Parkinson's disease (PD) is an idiopathic disease characterized by loss of the dopaminergic neurons with inflammatory and apoptotic responses. The phosphoinositide 3‐kinase (PI3K)/protein kinase B (AKT) axis plays a critical role in promoting neuronal survival. Chicoric acid (CA) is an antioxidant compound that can cross the blood–brain barrier. It has been shown to activate PI3K/AKT and mitigate neuroinflammatory and oxidative damage. Our work aims to examine the neuroprotective effects of CA against rotenone‐induced PD by targeting the PI3K/AKT pathway.
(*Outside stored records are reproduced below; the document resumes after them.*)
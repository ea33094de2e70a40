//! Error types for smartfarm-api
//!
//! Defines the service error type and its mapping onto HTTP status codes
//! and the shared response envelope.

use axum::{http::StatusCode, response::IntoResponse, response::Response, Json};
use serde_json::Value;
use smartfarm_common::api::ApiEnvelope;
use thiserror::Error;
use tracing::error;

/// Main error type for smartfarm-api
#[derive(Error, Debug)]
pub enum ApiError {
    /// Database connection or query errors
    #[error("Database error: {0}")]
    Database(#[from] sqlx::Error),

    /// Request body or parameter validation failure, with field details
    #[error("Validation error: {message}")]
    Validation { message: String, details: Value },

    /// Requested resource not found
    #[error("Not found: {0}")]
    NotFound(String),

    /// Missing or invalid credentials
    #[error("Unauthorized: {0}")]
    Unauthorized(String),

    /// Authenticated but not allowed
    #[error("Forbidden: {0}")]
    Forbidden(String),

    /// Uniqueness conflict (duplicate username, crop name, ...)
    #[error("Conflict: {0}")]
    Conflict(String),

    /// Other errors
    #[error("Internal error: {0}")]
    Internal(String),
}

/// Convenience Result type using the service error
pub type Result<T> = std::result::Result<T, ApiError>;

impl ApiError {
    /// Validation error without field details
    pub fn bad_request(message: impl Into<String>) -> Self {
        ApiError::Validation {
            message: message.into(),
            details: Value::Object(Default::default()),
        }
    }

    /// Validation error for a single field
    pub fn field_error(field: &str, message: impl Into<String>) -> Self {
        let message = message.into();
        ApiError::Validation {
            details: serde_json::json!({ field: [message.clone()] }),
            message,
        }
    }

    fn status_code(&self) -> StatusCode {
        match self {
            ApiError::Validation { .. } => StatusCode::BAD_REQUEST,
            ApiError::Unauthorized(_) => StatusCode::UNAUTHORIZED,
            ApiError::Forbidden(_) => StatusCode::FORBIDDEN,
            ApiError::NotFound(_) => StatusCode::NOT_FOUND,
            ApiError::Conflict(_) => StatusCode::CONFLICT,
            ApiError::Database(_) | ApiError::Internal(_) => StatusCode::INTERNAL_SERVER_ERROR,
        }
    }
}

impl From<smartfarm_common::Error> for ApiError {
    fn from(err: smartfarm_common::Error) -> Self {
        use smartfarm_common::Error;
        match err {
            Error::Database(e) => ApiError::Database(e),
            Error::NotFound(msg) => ApiError::NotFound(msg),
            Error::InvalidInput(msg) => ApiError::bad_request(msg),
            Error::Unauthorized(msg) => ApiError::Unauthorized(msg),
            Error::Forbidden(msg) => ApiError::Forbidden(msg),
            Error::Conflict(msg) => ApiError::Conflict(msg),
            Error::Io(e) => ApiError::Internal(e.to_string()),
            Error::Config(msg) | Error::Internal(msg) => ApiError::Internal(msg),
        }
    }
}

impl From<smartfarm_common::api::auth::ApiAuthError> for ApiError {
    fn from(err: smartfarm_common::api::auth::ApiAuthError) -> Self {
        use smartfarm_common::api::auth::ApiAuthError;
        match err {
            ApiAuthError::InvalidCredentials => {
                ApiError::Unauthorized("Invalid username or password".to_string())
            }
            ApiAuthError::Expired => ApiError::Unauthorized("Token expired".to_string()),
            ApiAuthError::InvalidToken(reason) => ApiError::Unauthorized(reason),
            ApiAuthError::HashError(e) | ApiAuthError::DatabaseError(e) => ApiError::Internal(e),
        }
    }
}

impl IntoResponse for ApiError {
    fn into_response(self) -> Response {
        let status = self.status_code();

        if status == StatusCode::INTERNAL_SERVER_ERROR {
            error!("API error: {}", self);
        }

        let details = match &self {
            ApiError::Validation { details, .. } => Some(details.clone()),
            _ => None,
        };

        // Internal detail strings stay out of 500 responses
        let message = if status == StatusCode::INTERNAL_SERVER_ERROR {
            "An error occurred".to_string()
        } else {
            self.to_string()
        };

        let envelope = ApiEnvelope::error(status.as_u16(), message, details);
        (status, Json(envelope)).into_response()
    }
}

#[cfg(test)]
mod tests {
    use super::*;

    #[test]
    fn test_status_mapping() {
        assert_eq!(ApiError::bad_request("x").status_code(), StatusCode::BAD_REQUEST);
        assert_eq!(
            ApiError::Unauthorized("x".into()).status_code(),
            StatusCode::UNAUTHORIZED
        );
        assert_eq!(ApiError::Forbidden("x".into()).status_code(), StatusCode::FORBIDDEN);
        assert_eq!(ApiError::NotFound("x".into()).status_code(), StatusCode::NOT_FOUND);
        assert_eq!(ApiError::Conflict("x".into()).status_code(), StatusCode::CONFLICT);
        assert_eq!(
            ApiError::Internal("x".into()).status_code(),
            StatusCode::INTERNAL_SERVER_ERROR
        );
    }

    #[test]
    fn test_field_error_details() {
        let err = ApiError::field_error("region", "This field is required.");
        match err {
            ApiError::Validation { details, .. } => {
                assert_eq!(details["region"][0], "This field is required.");
            }
            _ => panic!("expected validation error"),
        }
    }
}
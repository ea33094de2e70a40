//! Help request (support ticket) handlers
//!
//! Access rules:
//! - Farmers see and fully edit their own tickets, and only the owner
//!   may delete one.
//! - Staff see every ticket but may only change its status.
//!
//! Status changes are broadcast to telemetry subscribers.

use crate::api::AppContext;
use crate::db::support;
use crate::error::{ApiError, Result};
use axum::{
    extract::{Path, Query, State},
    http::StatusCode,
    Extension, Json,
};
use serde::Deserialize;
use serde_json::{json, Value};
use smartfarm_common::api::{ApiEnvelope, Claims};
use smartfarm_common::db::models::{HelpRequest, HelpStatus};
use smartfarm_common::events::SmartfarmEvent;
use uuid::Uuid;

#[derive(Debug, Deserialize)]
pub struct CreateTicketRequest {
    pub message: String,
}

#[derive(Debug, Deserialize)]
pub struct UpdateTicketRequest {
    pub message: Option<String>,
    pub status: Option<String>,
}

#[derive(Debug, Deserialize)]
pub struct TicketQuery {
    pub status: Option<String>,
}

fn parse_status(value: &str) -> Result<HelpStatus> {
    HelpStatus::parse(value).ok_or_else(|| {
        ApiError::field_error("status", format!("'{}' is not a valid status.", value))
    })
}

fn require_ticket_access(claims: &Claims, ticket: &HelpRequest) -> Result<()> {
    if claims.sub == ticket.user_guid || claims.is_staff() {
        Ok(())
    } else {
        Err(ApiError::Forbidden(
            "You may only access your own help requests".to_string(),
        ))
    }
}

/// GET /api/v1/support
pub async fn list_requests(
    State(ctx): State<AppContext>,
    Extension(claims): Extension<Claims>,
    Query(query): Query<TicketQuery>,
) -> Result<Json<ApiEnvelope<Value>>> {
    let status = query.status.as_deref().map(parse_status).transpose()?;

    // Staff see the full queue; everyone else only their own tickets
    let owner = if claims.is_staff() {
        None
    } else {
        Some(claims.sub.as_str())
    };
    let rows = support::list_requests(&ctx.db_pool, owner, status).await?;

    Ok(Json(ApiEnvelope::success(
        json!({ "count": rows.len(), "results": rows }),
        "Success",
    )))
}

/// POST /api/v1/support
pub async fn create_request(
    State(ctx): State<AppContext>,
    Extension(claims): Extension<Claims>,
    Json(req): Json<CreateTicketRequest>,
) -> Result<(StatusCode, Json<ApiEnvelope<Value>>)> {
    if req.message.trim().is_empty() {
        return Err(ApiError::field_error("message", "This field is required."));
    }

    let ticket = support::create_request(&ctx.db_pool, &claims.sub, req.message.trim()).await?;
    Ok((
        StatusCode::CREATED,
        Json(ApiEnvelope::success(json!(ticket), "Help request created")),
    ))
}

/// GET /api/v1/support/:guid
pub async fn get_request(
    State(ctx): State<AppContext>,
    Extension(claims): Extension<Claims>,
    Path(guid): Path<String>,
) -> Result<Json<ApiEnvelope<Value>>> {
    let ticket = support::get_request(&ctx.db_pool, &guid).await?;
    require_ticket_access(&claims, &ticket)?;
    Ok(Json(ApiEnvelope::success(json!(ticket), "Success")))
}

/// PATCH /api/v1/support/:guid
pub async fn update_request(
    State(ctx): State<AppContext>,
    Extension(claims): Extension<Claims>,
    Path(guid): Path<String>,
    Json(req): Json<UpdateTicketRequest>,
) -> Result<Json<ApiEnvelope<Value>>> {
    let ticket = support::get_request(&ctx.db_pool, &guid).await?;
    require_ticket_access(&claims, &ticket)?;

    let is_owner = claims.sub == ticket.user_guid;
    if !is_owner && req.message.is_some() {
        return Err(ApiError::bad_request(
            "Staff may only update the status of a help request",
        ));
    }

    let status = req.status.as_deref().map(parse_status).transpose()?;
    let status_changed = status.map(|s| s.as_str() != ticket.status).unwrap_or(false);

    let updated =
        support::update_request(&ctx.db_pool, &guid, req.message.as_deref(), status).await?;

    if status_changed {
        if let Ok(ticket_id) = Uuid::parse_str(&updated.guid) {
            ctx.state.broadcast_event(SmartfarmEvent::TicketStatusChanged {
                ticket_id,
                status: updated.status.clone(),
                timestamp: chrono::Utc::now(),
            });
        }
    }

    Ok(Json(ApiEnvelope::success(json!(updated), "Help request updated")))
}

/// DELETE /api/v1/support/:guid
pub async fn delete_request(
    State(ctx): State<AppContext>,
    Extension(claims): Extension<Claims>,
    Path(guid): Path<String>,
) -> Result<Json<ApiEnvelope<Value>>> {
    let ticket = support::get_request(&ctx.db_pool, &guid).await?;

    // Deletion is reserved for the ticket owner, staff included
    if claims.sub != ticket.user_guid {
        return Err(ApiError::Forbidden(
            "Only the owner may delete a help request".to_string(),
        ));
    }

    support::delete_request(&ctx.db_pool, &guid).await?;
    Ok(Json(ApiEnvelope::success(Value::Null, "Help request deleted")))
}

#[cfg(test)]
mod tests {
    use super::*;

    fn claims(sub: &str, role: &str) -> Claims {
        Claims {
            sub: sub.to_string(),
            username: "u".to_string(),
            role: role.to_string(),
            exp: u64::MAX,
        }
    }

    fn ticket(owner: &str) -> HelpRequest {
        HelpRequest {
            guid: Uuid::new_v4().to_string(),
            user_guid: owner.to_string(),
            message: "m".to_string(),
            status: "open".to_string(),
            created_at: "2026-01-01T00:00:00Z".to_string(),
            updated_at: "2026-01-01T00:00:00Z".to_string(),
        }
    }

    #[test]
    fn test_access_rules() {
        let t = ticket("owner-guid");
        assert!(require_ticket_access(&claims("owner-guid", "farmer"), &t).is_ok());
        assert!(require_ticket_access(&claims("other", "farmer"), &t).is_err());
        assert!(require_ticket_access(&claims("other", "agronomist"), &t).is_ok());
    }

    #[test]
    fn test_status_parse() {
        assert_eq!(parse_status("in_progress").unwrap(), HelpStatus::InProgress);
        assert!(parse_status("resolved").is_err());
    }
}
Forty male mice were assigned to four groups: (1) control, (2) CA (35 mg/kg/day; p.o.) for 12 days, (3) rotenone (1.5 mg/kg/2 days, i.p.) for 21 days, and (4) combined CA and rotenone administration. The findings revealed that CA improved behavior and histopathological outcomes. These neuroprotective effects were mediated by activating the striatal PI3K/AKT pathway and lowering caspase‐3 levels. Moreover, CA exerted prominent anti‐inflammatory actions by lowering interleukin‐1β (IL‐1β), tumor necrosis factor (TNF)‐α, and nuclear factor kappa B (NF‐κB). A significant increase in antioxidant defenses was evidenced by elevated levels of reduced glutathione (GSH) and superoxide dismutase (SOD) antioxidant mediators. In conclusion, CA showed promising neuroprotective effects in rotenone‐induced PD by activating the PI3K/AKT pathway and inhibiting apoptosis and inflammation.